Rust

I built a thing

We use NextDNS to reduce ads and try to establish some healthy social network habits especially in the evening when the doom scroll demons come to life. It was originally vibe-coded in Go to get a basic handle on the language, and provide a way to interact with an API from a service that I use at home. A few years back, I’d started learning Rust, but derailed for various reasons. I rewrote this project to get my feet back in the water and to prove to myself that I do still have the technical skill set to be a back-end engineer or an SRE after a couple of years out of the game.

What are you solving?

The basic problem I’m solving here is this: on a schedule toggle certain DNS settings while keeping some on all the time.

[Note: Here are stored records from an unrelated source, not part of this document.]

use std::time::Duration;
use thiserror::Error;

use crate::config::{Format, Protocol};

/// Errors raised while turning configuration into generators, templates and publishers
#[derive(Error, Debug)]
pub enum ConfigError {
    #[error("Error parsing {generator} {key} '{value}'")]
    InvalidArgument {
        generator: &'static str,
        key: &'static str,
        value: String,
    },

    #[error("Maximum '{max}' cannot be inferior to minimum '{min}'")]
    InvalidRange { min: String, max: String },

    #[error("Initial value '{value}' is outside of [{min}, {max}]")]
    ValueOutOfRange {
        value: String,
        min: String,
        max: String,
    },

    #[error("{0} must be a positive number")]
    NonPositive(&'static str),

    #[error("Invalid profile string '{0}', expected generatorName={{key: value, ...}},...")]
    Profile(String),

    #[error("Unknown generator '{0}' in profile")]
    UnknownGenerator(String),

    #[error("Invalid tags string '{0}', expected comma-delimited key=value pairs of word characters (eg: tag1=value1,tag2=WORKERNUM)")]
    Tags(String),

    #[error("The {protocol} protocol isn't supported with the {format} format")]
    UnsupportedProtocol { format: Format, protocol: Protocol },

    #[error("Invalid {0}: {1}")]
    Invalid(&'static str, String),
}

/// Errors returned by a single publish attempt
#[derive(Error, Debug)]
pub enum PublishError {
    #[error("HTTP request failed: {0}")]
    Http(#[from] reqwest::Error),

    #[error("Server returned status {0}")]
    Status(u16),

    #[error("I/O error: {0}")]
    Io(#[from] std::io::Error),

    #[error("Timed out after {0:?}")]
    Timeout(Duration),

    #[error("Database error: {0}")]
    Database(#[from] sqlx::Error),

    #[error("{0}")]
    Unsupported(&'static str),
}
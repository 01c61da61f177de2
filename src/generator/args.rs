use std::str::FromStr;

use crate::error::ConfigError;

/// `key: value` arguments of one generator declared in the profile.
/// Unknown keys are ignored; the last occurrence of a key wins.
#[derive(Debug, Clone)]
pub struct GeneratorArgs<'a> {
    generator: &'static str,
    pairs: &'a [(String, String)],
}

impl<'a> GeneratorArgs<'a> {
    pub fn new(generator: &'static str, pairs: &'a [(String, String)]) -> Self {
        Self { generator, pairs }
    }

    fn raw(&self, key: &str) -> Option<&'a str> {
        self.pairs
            .iter()
            .rev()
            .find(|(k, _)| k == key)
            .map(|(_, v)| v.as_str())
    }

    fn invalid(&self, key: &'static str, value: &str) -> ConfigError {
        ConfigError::InvalidArgument {
            generator: self.generator,
            key,
            value: value.to_string(),
        }
    }

    pub fn name(&self, default: &str) -> Result<String, ConfigError> {
        match self.raw("name") {
            Some("") => Err(self.invalid("name", "")),
            Some(name) => Ok(name.to_string()),
            None => Ok(default.to_string()),
        }
    }

    pub fn int(&self, key: &'static str, default: i64) -> Result<i64, ConfigError> {
        self.parsed(key, default)
    }

    /// Finite floats only; `NaN` and `inf` are rejected
    pub fn float(&self, key: &'static str, default: f64) -> Result<f64, ConfigError> {
        let value: f64 = self.parsed(key, default)?;
        if value.is_finite() {
            Ok(value)
        } else {
            Err(self.invalid(key, self.raw(key).unwrap_or_default()))
        }
    }

    pub fn boolean(&self, key: &'static str, default: bool) -> Result<bool, ConfigError> {
        match self.raw(key) {
            None => Ok(default),
            Some(value) => parse_bool(value).ok_or_else(|| self.invalid(key, value)),
        }
    }

    fn parsed<T: FromStr>(&self, key: &'static str, default: T) -> Result<T, ConfigError> {
        match self.raw(key) {
            None => Ok(default),
            Some(value) => value.parse().map_err(|_| self.invalid(key, value)),
        }
    }
}

fn parse_bool(value: &str) -> Option<bool> {
    match value {
        "1" | "t" | "T" | "true" | "TRUE" | "True" => Some(true),
        "0" | "f" | "F" | "false" | "FALSE" | "False" => Some(false),
        _ => None,
    }
}

#[cfg(test)]
mod tests {
    use super::*;

    fn pairs(raw: &[(&str, &str)]) -> Vec<(String, String)> {
        raw.iter()
            .map(|(k, v)| (k.to_string(), v.to_string()))
            .collect()
    }

    #[test]
    fn test_defaults_and_overrides() {
        let p = pairs(&[("value", "7"), ("reset", "false"), ("value", "9")]);
        let args = GeneratorArgs::new("int counter", &p);

        assert_eq!(args.int("value", 42).unwrap(), 9);
        assert_eq!(args.int("increment", 1).unwrap(), 1);
        assert!(!args.boolean("reset", true).unwrap());
        assert_eq!(args.name("answer").unwrap(), "answer");
    }

    #[test]
    fn test_invalid_values() {
        let p = pairs(&[("min", "abc"), ("reset", "maybe"), ("name", "")]);
        let args = GeneratorArgs::new("random int", &p);

        let err = args.int("min", 0).unwrap_err();
        assert_eq!(err.to_string(), "Error parsing random int min 'abc'");
        assert!(args.boolean("reset", true).is_err());
        assert!(args.name("x").is_err());
    }

    #[test]
    fn test_non_finite_floats_are_rejected() {
        let p = pairs(&[("max", "inf"), ("value", "NaN"), ("min", "-0.5")]);
        let args = GeneratorArgs::new("float counter", &p);

        let err = args.float("max", 1.0).unwrap_err();
        assert_eq!(err.to_string(), "Error parsing float counter max 'inf'");
        assert!(matches!(
            args.float("value", 1.0),
            Err(ConfigError::InvalidArgument { key: "value", .. })
        ));
        assert_eq!(args.float("min", 0.0).unwrap(), -0.5);
    }
}
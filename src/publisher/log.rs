use async_trait::async_trait;
use tokio::io::{AsyncWrite, AsyncWriteExt, Stdout};

use super::Publisher;
use crate::encoder::Payload;
use crate::error::PublishError;

/// Writes payloads to a local sink, stdout by default
#[derive(Debug)]
pub struct LogPublisher<W = Stdout> {
    out: W,
}

impl LogPublisher<Stdout> {
    pub fn stdout() -> Self {
        Self {
            out: tokio::io::stdout(),
        }
    }
}

impl<W: AsyncWrite + Unpin + Send> LogPublisher<W> {
    pub fn new(out: W) -> Self {
        Self { out }
    }

    pub fn into_inner(self) -> W {
        self.out
    }
}

#[async_trait]
impl<W: AsyncWrite + Unpin + Send> Publisher for LogPublisher<W> {
    async fn publish(&mut self, payload: &Payload) -> Result<(), PublishError> {
        let mut body = payload.to_bytes().to_vec();
        if !body.ends_with(b"\n") {
            body.push(b'\n');
        }
        self.out.write_all(&body).await?;
        self.out.flush().await?;
        Ok(())
    }
}
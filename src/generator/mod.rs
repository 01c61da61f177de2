//! Value generators.
//!
//! A generator is built once per profile entry; each worker then receives its
//! own clone through [`Generator::clone_for_worker`]. Clones share the
//! immutable configuration and value cache, and own their cursor and RNG.

pub mod args;
pub mod cache;
pub mod counter;
pub mod latency;
pub mod random;
pub mod render;

use bytes::Bytes;
use std::fmt;
use std::str::FromStr;

use crate::error::ConfigError;
use crate::sample::MetricSample;
use args::GeneratorArgs;
pub use counter::{FloatCounter, IntCounter};
pub use latency::LatencyDistribution;
pub use random::{FloatRandom, IntRandom};

/// Generator names accepted in a profile
#[derive(Debug, Clone, Copy, PartialEq, Eq)]
pub enum GeneratorKind {
    CounterInt,
    CounterFloat,
    RandomInt,
    RandomFloat,
    Latency,
}

impl GeneratorKind {
    pub fn as_str(&self) -> &'static str {
        match self {
            GeneratorKind::CounterInt => "counterInt",
            GeneratorKind::CounterFloat => "counterFloat",
            GeneratorKind::RandomInt => "randomInt",
            GeneratorKind::RandomFloat => "randomFloat",
            GeneratorKind::Latency => "latency",
        }
    }

    /// Label used in argument error messages
    fn label(&self) -> &'static str {
        match self {
            GeneratorKind::CounterInt => "int counter",
            GeneratorKind::CounterFloat => "float counter",
            GeneratorKind::RandomInt => "random int",
            GeneratorKind::RandomFloat => "random float",
            GeneratorKind::Latency => "latency distribution",
        }
    }
}

impl FromStr for GeneratorKind {
    type Err = ConfigError;

    fn from_str(s: &str) -> Result<Self, Self::Err> {
        match s {
            "counterInt" => Ok(GeneratorKind::CounterInt),
            "counterFloat" => Ok(GeneratorKind::CounterFloat),
            "randomInt" => Ok(GeneratorKind::RandomInt),
            "randomFloat" => Ok(GeneratorKind::RandomFloat),
            "latency" => Ok(GeneratorKind::Latency),
            other => Err(ConfigError::UnknownGenerator(other.to_string())),
        }
    }
}

impl fmt::Display for GeneratorKind {
    fn fmt(&self, f: &mut fmt::Formatter<'_>) -> fmt::Result {
        f.write_str(self.as_str())
    }
}

#[derive(Debug)]
pub enum Generator {
    IntCounter(IntCounter),
    FloatCounter(FloatCounter),
    IntRandom(IntRandom),
    FloatRandom(FloatRandom),
    Latency(LatencyDistribution),
}

impl Generator {
    /// Build a generator family from its profile arguments.
    /// `shared_tags` are already formatted for the target protocol.
    pub fn build(
        kind: GeneratorKind,
        pairs: &[(String, String)],
        shared_tags: Bytes,
    ) -> Result<Self, ConfigError> {
        let args = GeneratorArgs::new(kind.label(), pairs);
        Ok(match kind {
            GeneratorKind::CounterInt => Generator::IntCounter(IntCounter::from_args(&args, shared_tags)?),
            GeneratorKind::CounterFloat => {
                Generator::FloatCounter(FloatCounter::from_args(&args, shared_tags)?)
            }
            GeneratorKind::RandomInt => Generator::IntRandom(IntRandom::from_args(&args, shared_tags)?),
            GeneratorKind::RandomFloat => {
                Generator::FloatRandom(FloatRandom::from_args(&args, shared_tags)?)
            }
            GeneratorKind::Latency => {
                Generator::Latency(LatencyDistribution::from_args(&args, shared_tags)?)
            }
        })
    }

    pub fn generate_sample(&mut self) -> MetricSample {
        match self {
            Generator::IntCounter(g) => g.generate_sample(),
            Generator::FloatCounter(g) => g.generate_sample(),
            Generator::IntRandom(g) => g.generate_sample(),
            Generator::FloatRandom(g) => g.generate_sample(),
            Generator::Latency(g) => g.generate_sample(),
        }
    }

    /// Per-worker instance with its own metric name and formatted tags
    pub fn clone_for_worker(&self, name: String, tags: Bytes) -> Self {
        match self {
            Generator::IntCounter(g) => Generator::IntCounter(g.clone_for_worker(name, tags)),
            Generator::FloatCounter(g) => Generator::FloatCounter(g.clone_for_worker(name, tags)),
            Generator::IntRandom(g) => Generator::IntRandom(g.clone_for_worker(name, tags)),
            Generator::FloatRandom(g) => Generator::FloatRandom(g.clone_for_worker(name, tags)),
            Generator::Latency(g) => Generator::Latency(g.clone_for_worker(name, tags)),
        }
    }

    /// Name declared in the profile
    pub fn name(&self) -> &str {
        match self {
            Generator::IntCounter(g) => g.base_name(),
            Generator::FloatCounter(g) => g.base_name(),
            Generator::IntRandom(g) => g.base_name(),
            Generator::FloatRandom(g) => g.base_name(),
            Generator::Latency(g) => g.base_name(),
        }
    }

    pub fn describe(&self) -> String {
        match self {
            Generator::IntCounter(g) => g.describe(),
            Generator::FloatCounter(g) => g.describe(),
            Generator::IntRandom(g) => g.describe(),
            Generator::FloatRandom(g) => g.describe(),
            Generator::Latency(g) => g.describe(),
        }
    }
}
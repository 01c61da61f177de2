//! InfluxDB line protocol, one line per batch:
//! `tsgen[,k=v...] name1=v1,name2=v2 nanos`

use bytes::Bytes;

use super::tags::tokenize;
use crate::sample::MetricSample;

const MEASUREMENT: Bytes = Bytes::from_static(b"tsgen");
const SPACE: Bytes = Bytes::from_static(b" ");
const EQUAL: Bytes = Bytes::from_static(b"=");
const COMMA: Bytes = Bytes::from_static(b",");

pub fn format_tags(raw: &str) -> Bytes {
    let mut out = String::new();
    for (key, value) in tokenize(raw) {
        out.push(',');
        out.push_str(key);
        out.push('=');
        out.push_str(value);
    }
    Bytes::from(out)
}

pub fn format_batch(samples: &[MetricSample]) -> Vec<Bytes> {
    let Some(first) = samples.first() else {
        return Vec::new();
    };

    let mut segments = Vec::with_capacity(samples.len() * 4 + 4);
    segments.extend([MEASUREMENT, first.tags.clone(), SPACE]);

    for (i, sample) in samples.iter().enumerate() {
        if i > 0 {
            segments.push(COMMA);
        }
        segments.extend([sample.name.clone(), EQUAL, sample.value.clone()]);
    }

    // line protocol carries one timestamp per line
    segments.extend([SPACE, Bytes::from(first.timestamp_nanos.to_string())]);
    segments
}
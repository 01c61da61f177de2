use async_trait::async_trait;
use std::time::Duration;
use tokio::io::AsyncWriteExt;
use tokio::net::TcpStream;
use tokio::time::timeout;
use tracing::debug;

use super::Publisher;
use crate::encoder::Payload;
use crate::error::PublishError;

const DIAL_TIMEOUT: Duration = Duration::from_millis(200);
const WRITE_TIMEOUT: Duration = Duration::from_millis(400);

/// One persistent connection, dialed lazily and dropped on the first error
#[derive(Debug)]
pub struct TcpPublisher {
    endpoint: String,
    conn: Option<TcpStream>,
}

impl TcpPublisher {
    pub fn new(endpoint: &str) -> Self {
        Self {
            endpoint: endpoint.to_string(),
            conn: None,
        }
    }

    pub fn is_connected(&self) -> bool {
        self.conn.is_some()
    }

    async fn dial(&self) -> Result<TcpStream, PublishError> {
        let stream = timeout(DIAL_TIMEOUT, TcpStream::connect(&self.endpoint))
            .await
            .map_err(|_| PublishError::Timeout(DIAL_TIMEOUT))
            .and_then(|res| res.map_err(PublishError::from))
            .map_err(|e| {
                debug!("Error establishing tcp connection to {}: {}", self.endpoint, e);
                e
            })?;

        stream.set_nodelay(true)?;
        debug!(endpoint = %self.endpoint, "TCP connection established");
        Ok(stream)
    }
}

async fn write_segments(stream: &mut TcpStream, segments: &[bytes::Bytes]) -> std::io::Result<()> {
    for segment in segments {
        stream.write_all(segment).await?;
    }
    Ok(())
}

#[async_trait]
impl Publisher for TcpPublisher {
    async fn publish(&mut self, payload: &Payload) -> Result<(), PublishError> {
        let Payload::Segments(segments) = payload else {
            return Err(PublishError::Unsupported(
                "TCP publisher only sends encoded payloads",
            ));
        };

        let mut stream = match self.conn.take() {
            Some(stream) => stream,
            None => self.dial().await?,
        };

        match timeout(WRITE_TIMEOUT, write_segments(&mut stream, segments)).await {
            Ok(Ok(())) => {
                self.conn = Some(stream);
                Ok(())
            }
            Ok(Err(e)) => Err(e.into()),
            Err(_) => Err(PublishError::Timeout(WRITE_TIMEOUT)),
        }
    }
}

Hosted on Google Cloud, the scheduled job triggers a cloud run service endpoint to get/post/put to the NextDNS API. End to end push to release infrastructure is in place with a managed approval for deployment of the Docker container. There is more detail on the README.md.

How’d it go?

Rust is a learning curve for sure. I like that it forces me to be more cognizant of what I’m doing and not just throw caution to the garbage collector. I did lean on Gemini a fair amount to understand the compiler errors, but I specifically asked it NOT to do the and be a senior pair programmer to help enable my learning. I like it. It feels heavier in some ways than C#, but lighter in other ways that I really appreciate. In C# there are A LOT of language constructs (i.e. sealed, abstract, virtual, etc.). While they all have their purpose, sometimes having less is more. Rust doesn’t proved much in this regard. You have other parts of the language to learn, but for most of the development work that I’ve done, it’s nice to have a struct or an enum as choices to carry data.